Honoring a legend: Celebrating the life and legacy of Professor Heng Li
Hui-Jun Guo1, Jin-Ling Huang2, Yun-Heng Ji3, Rong Li3,*, Chun-Lin Long4,5, Qin-Er Yang6, Yong-Ping Yang7, Ting-Shuang Yi8     
1. National Plateau Wetlands Research Center, Southwest Forestry University, Kunming 650224, Yunnan, China;
2. Department of Biology, East Carolina University, Greenville 27858, NC, USA;
3. CAS Key Laboratory for Plant Diversity and Biogeography of East Asia, Kunming Institute of Botany, Chinese Academy of Sciences, Kunming 650201, Yunnan, China;
4. Key Laboratory of Ecology and Environment in Minority Areas (Minzu University of China), National Ethnic Affairs Commission, Beijing 100081, China;
5. College of Life and Environmental Sciences, Minzu University of China, Beijing 100081, China;
6. CAS Key Laboratory of Plant Resources Conservation and Sustainable Utilization, South China Botanical Garden, Chinese Academy of Sciences, Guangzhou 510650, Guangdong, China;
7. CAS Key Laboratory of Tropical Plant Resources and Sustainable Use, Xishuangbanna Tropical Botanical Garden, Chinese Academy of Sciences, Xishuangbanna 666303, Yunnan, China;
8. Germplasm Bank of Wild Species, Kunming Institute of Botany, Chinese Academy of Sciences, Kunming 650201, Yunnan, China

Professor Heng Li (李恒, March 9, 1929–January 12, 2023) was a legendary plant taxonomist and phytogeographer at the Kunming Institute of Botany, Chinese Academy of Sciences (Fig. 1).
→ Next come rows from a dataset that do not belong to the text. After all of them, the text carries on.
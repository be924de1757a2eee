use super::{CatalogRow, CatalogStore};
use anyhow::{Result, bail};
use parking_lot::Mutex;

/// In-process catalog. Backs tests and local experiments without touching
/// the spreadsheet.
#[derive(Debug, Default)]
pub struct MemoryCatalog {
    rows: Mutex<Vec<CatalogRow>>,
    reject_appends_for: Mutex<Option<String>>,
}

impl MemoryCatalog {
    pub fn new() -> Self {
        Self::default()
    }

    pub fn with_rows(rows: Vec<CatalogRow>) -> Self {
        Self {
            rows: Mutex::new(rows),
            ..Self::default()
        }
    }

    /// Makes every append of `url` fail, to simulate a rejected remote write.
    pub fn reject_appends_for(&self, url: impl Into<String>) {
        *self.reject_appends_for.lock() = Some(url.into());
    }

    pub fn snapshot(&self) -> Vec<CatalogRow> {
        self.rows.lock().clone()
    }
}

impl CatalogStore for MemoryCatalog {
    fn list_rows(&self) -> Result<Vec<CatalogRow>> {
        Ok(self.snapshot())
    }

    fn append_row(&self, row: &CatalogRow) -> Result<()> {
        if self.reject_appends_for.lock().as_deref() == Some(row.url.as_str()) {
            bail!("append rejected for {}", row.url);
        }
        self.rows.lock().push(row.clone());
        Ok(())
    }
}
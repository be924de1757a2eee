#![forbid(unsafe_code)]

//! Batch job that crawls every configured channel and appends new long-form
//! videos to the catalog worksheet. Meant to be run by hand or from cron.

use anyhow::{Context, Result};
use clap::Parser;
use std::path::PathBuf;
use std::time::Duration;
use tube_catalog::{
    catalog::SheetsCatalog,
    channels::ChannelTable,
    config::{SettingsOverrides, resolve_settings},
    discovery::{DEFAULT_MAX_RESULTS, DEFAULT_MIN_DURATION_SECS, DiscoveryLimits},
    init_tracing,
    platform::YtDlp,
    resolver::YouTubeDataApi,
    security::{check_credentials_file, ensure_not_root},
    sync::{ChannelOutcome, SyncJob, SyncOptions, SyncSummary},
};

#[derive(Debug, Parser)]
#[command(name = "catalog_sync", about = "Append newly published long-form videos to the catalog")]
struct SyncArgs {
    /// dotenv file holding SHEET_ID, SHEET_NAME, SERVICE_ACCOUNT_FILE and YOUTUBE_API_KEY
    #[arg(long, value_name = "PATH")]
    env_file: Option<PathBuf>,

    /// Channel table to crawl instead of the built-in one
    #[arg(long, value_name = "PATH")]
    channels: Option<PathBuf>,

    /// Discover and report without writing to the catalog
    #[arg(long)]
    dry_run: bool,

    /// Minimum video length in seconds
    #[arg(long, default_value_t = DEFAULT_MIN_DURATION_SECS)]
    min_duration: u64,

    /// Maximum number of new videos accepted per channel
    #[arg(long, default_value_t = DEFAULT_MAX_RESULTS)]
    max_results: usize,

    /// Pause between remote calls, in milliseconds
    #[arg(long, default_value_t = 100)]
    delay_ms: u64,
}

impl SyncArgs {
    fn options(&self) -> SyncOptions {
        SyncOptions {
            limits: DiscoveryLimits {
                min_duration_secs: self.min_duration,
                max_results: self.max_results,
                call_delay: Duration::from_millis(self.delay_ms),
            },
            dry_run: self.dry_run,
        }
    }
}

fn main() -> Result<()> {
    let args = SyncArgs::parse();
    init_tracing();
    ensure_not_root("catalog_sync")?;

    let settings = resolve_settings(SettingsOverrides {
        env_path: args.env_file.clone(),
        ..SettingsOverrides::default()
    })?;
    let table = ChannelTable::load_or_builtin(args.channels.as_deref())?;

    let ytdlp = YtDlp::new(&settings.yt_dlp_path);
    ytdlp.ensure_available()?;

    // The lookup key is only needed when a channel is configured by handle.
    let api_key = if table.needs_resolution() {
        settings.require_youtube_api_key()?.to_string()
    } else {
        String::new()
    };
    let resolver = YouTubeDataApi::new(api_key);

    let target = settings.sheet_target()?;
    check_credentials_file(target.service_account_file);
    let catalog = SheetsCatalog::open_or_create(&target).context("opening catalog worksheet")?;

    println!("===================================");
    println!("Catalog sync");
    println!("===================================");
    println!("Worksheet: {}", catalog.sheet_name());
    println!("Channels: {}", table.channels.len());
    if args.dry_run {
        println!("Dry run: nothing will be written");
    }
    println!();

    let job = SyncJob::new(&catalog, &resolver, &ytdlp, args.options());
    let summary = job.run(&table.channels)?;

    print_summary(&summary, args.dry_run);
    Ok(())
}

fn print_summary(summary: &SyncSummary, dry_run: bool) {
    println!();
    println!("Summary:");
    for report in &summary.channels {
        match &report.outcome {
            ChannelOutcome::Skipped(err) => {
                println!("  - {}: skipped ({err})", report.label);
            }
            ChannelOutcome::Synced {
                channel_id,
                discovered,
                appended,
                append_failures,
            } => {
                let mut line = format!(
                    "  - {} [{channel_id}]: {discovered} new, {appended} appended",
                    report.label
                );
                if *append_failures > 0 {
                    line.push_str(&format!(", {append_failures} failed to append"));
                }
                println!("{line}");
            }
        }
    }
    println!();
    if dry_run {
        println!(
            "Dry run complete: {} new videos found.",
            summary.total_discovered()
        );
    } else {
        println!(
            "Sync complete: {} new videos added.",
            summary.total_appended()
        );
    }
}
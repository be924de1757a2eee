#![forbid(unsafe_code)]

//! Video platform access: channel listings, per-video metadata, and
//! downloads. The production implementation shells out to `yt-dlp`.

use crate::error::CatalogError;
use anyhow::{Context, Result, bail};
use serde::Deserialize;
use std::path::{Path, PathBuf};
use std::process::{Command, Output, Stdio};
use tracing::debug;

/// Best mp4 video + m4a audio, falling back to the best muxed mp4.
pub const DOWNLOAD_FORMAT: &str = "bestvideo[ext=mp4]+bestaudio[ext=m4a]/mp4";
/// Output file name relative to the target folder.
pub const OUTPUT_TEMPLATE: &str = "%(title)s.%(ext)s";

pub fn watch_url(video_id: &str) -> String {
    format!("https://www.youtube.com/watch?v={video_id}")
}

/// True for an absolute `http(s)://` URL with a host and no whitespace.
/// Anything else must never reach yt-dlp's command line.
pub fn is_web_url(candidate: &str) -> bool {
    let rest = candidate
        .strip_prefix("https://")
        .or_else(|| candidate.strip_prefix("http://"));
    match rest {
        Some(rest) => {
            !rest.is_empty()
                && !rest.starts_with('/')
                && !candidate.chars().any(char::is_whitespace)
        }
        None => false,
    }
}

/// Uploads tab of a channel, which excludes Shorts and live streams.
pub fn channel_videos_url(channel_id: &str) -> String {
    format!("https://www.youtube.com/channel/{channel_id}/videos")
}

pub trait VideoPlatform: Send + Sync {
    /// Video ids in listing order, without fetching per-video detail.
    fn list_channel_videos(&self, channel_id: &str) -> Result<Vec<String>, CatalogError>;

    /// Duration in whole seconds, `None` when the platform reports none
    /// (upcoming premieres, some live archives).
    fn fetch_duration(&self, url: &str) -> Result<Option<u64>, CatalogError>;

    /// Downloads one video into `target_folder` using [`DOWNLOAD_FORMAT`] and
    /// [`OUTPUT_TEMPLATE`].
    fn download(&self, url: &str, target_folder: &Path) -> Result<(), CatalogError>;
}

/// Only the fields of `--dump-single-json` we read.
#[derive(Debug, Deserialize)]
struct VideoInfo {
    duration: Option<f64>,
}

#[derive(Debug, Clone)]
pub struct YtDlp {
    program: PathBuf,
}

impl YtDlp {
    pub fn new(program: impl Into<PathBuf>) -> Self {
        Self {
            program: program.into(),
        }
    }

    fn command(&self) -> Command {
        Command::new(&self.program)
    }

    /// Runs `<program> --version` to fail loudly before any work starts.
    pub fn ensure_available(&self) -> Result<()> {
        let status = self
            .command()
            .arg("--version")
            .stdout(Stdio::null())
            .stderr(Stdio::null())
            .status();

        match status {
            Ok(status) if status.success() => Ok(()),
            Ok(_) => bail!(
                "{} is installed but returned a failure status",
                self.program.display()
            ),
            Err(err) => bail!(
                "{} is not installed or not in PATH: {}",
                self.program.display(),
                err
            ),
        }
    }

    fn list_ids(&self, list_url: &str) -> Result<Vec<String>> {
        let output = self
            .command()
            .arg("--flat-playlist")
            .arg("--get-id")
            .arg("--no-warnings")
            .arg("--")
            .arg(list_url)
            .output()
            .with_context(|| format!("retrieving playlist from {list_url}"))?;

        if !output.status.success() {
            bail!("{}", failure_reason(&output));
        }

        let content = String::from_utf8_lossy(&output.stdout);
        Ok(content
            .lines()
            .map(str::trim)
            .filter(|line| !line.is_empty())
            .map(str::to_owned)
            .collect())
    }

    fn video_info(&self, url: &str) -> Result<VideoInfo> {
        let output = self
            .command()
            .arg("--dump-single-json")
            .arg("--skip-download")
            .arg("--no-warnings")
            .arg("--no-progress")
            .arg("--")
            .arg(url)
            .output()
            .with_context(|| format!("fetching metadata for {url}"))?;

        if !output.status.success() {
            bail!("{}", failure_reason(&output));
        }

        serde_json::from_slice(&output.stdout).context("deserializing metadata JSON")
    }

    fn download_to(&self, url: &str, target_folder: &Path) -> Result<()> {
        let template = target_folder.join(OUTPUT_TEMPLATE);
        let output = self
            .command()
            .arg("--format")
            .arg(DOWNLOAD_FORMAT)
            .arg("--output")
            .arg(&template)
            .arg("--no-playlist")
            .arg("--no-progress")
            .arg("--no-warnings")
            .arg("--")
            .arg(url)
            .output()
            .with_context(|| format!("running {}", self.program.display()))?;

        if !output.status.success() {
            bail!("{}", failure_reason(&output));
        }
        Ok(())
    }
}

impl VideoPlatform for YtDlp {
    fn list_channel_videos(&self, channel_id: &str) -> Result<Vec<String>, CatalogError> {
        let list_url = channel_videos_url(channel_id);
        debug!("listing {list_url}");
        self.list_ids(&list_url)
            .map_err(|err| CatalogError::EnumerationFailure {
                channel: channel_id.to_string(),
                reason: format!("{err:#}"),
            })
    }

    fn fetch_duration(&self, url: &str) -> Result<Option<u64>, CatalogError> {
        self.video_info(url)
            .map(|info| info.duration.map(|secs| secs.max(0.0) as u64))
            .map_err(|err| CatalogError::DetailFetchFailure {
                url: url.to_string(),
                reason: format!("{err:#}"),
            })
    }

    fn download(&self, url: &str, target_folder: &Path) -> Result<(), CatalogError> {
        self.download_to(url, target_folder)
            .map_err(|err| CatalogError::DownloadFailure {
                url: url.to_string(),
                reason: format!("{err:#}"),
            })
    }
}

/// Last non-empty stderr line (yt-dlp puts its `ERROR:` summary there), or
/// the exit status when stderr is empty.
fn failure_reason(output: &Output) -> String {
    let stderr = String::from_utf8_lossy(&output.stderr);
    stderr
        .lines()
        .rev()
        .map(str::trim)
        .find(|line| !line.is_empty())
        .map(str::to_owned)
        .unwrap_or_else(|| format!("exited with status {}", output.status))
}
She made important contributions to our understanding of China's flora, including the biodiversity and biogeography of Dulong Valley and the Gaoligong Mountains, as well as the vegetation of plateau lakes and wetlands in Southwest China.

Fig. 1 Prof. Heng Li on her 90th birthday in front of the herbarium at the Kunming Institute of Botany, Chinese Academy of Sciences (KUN). Photographer unknown.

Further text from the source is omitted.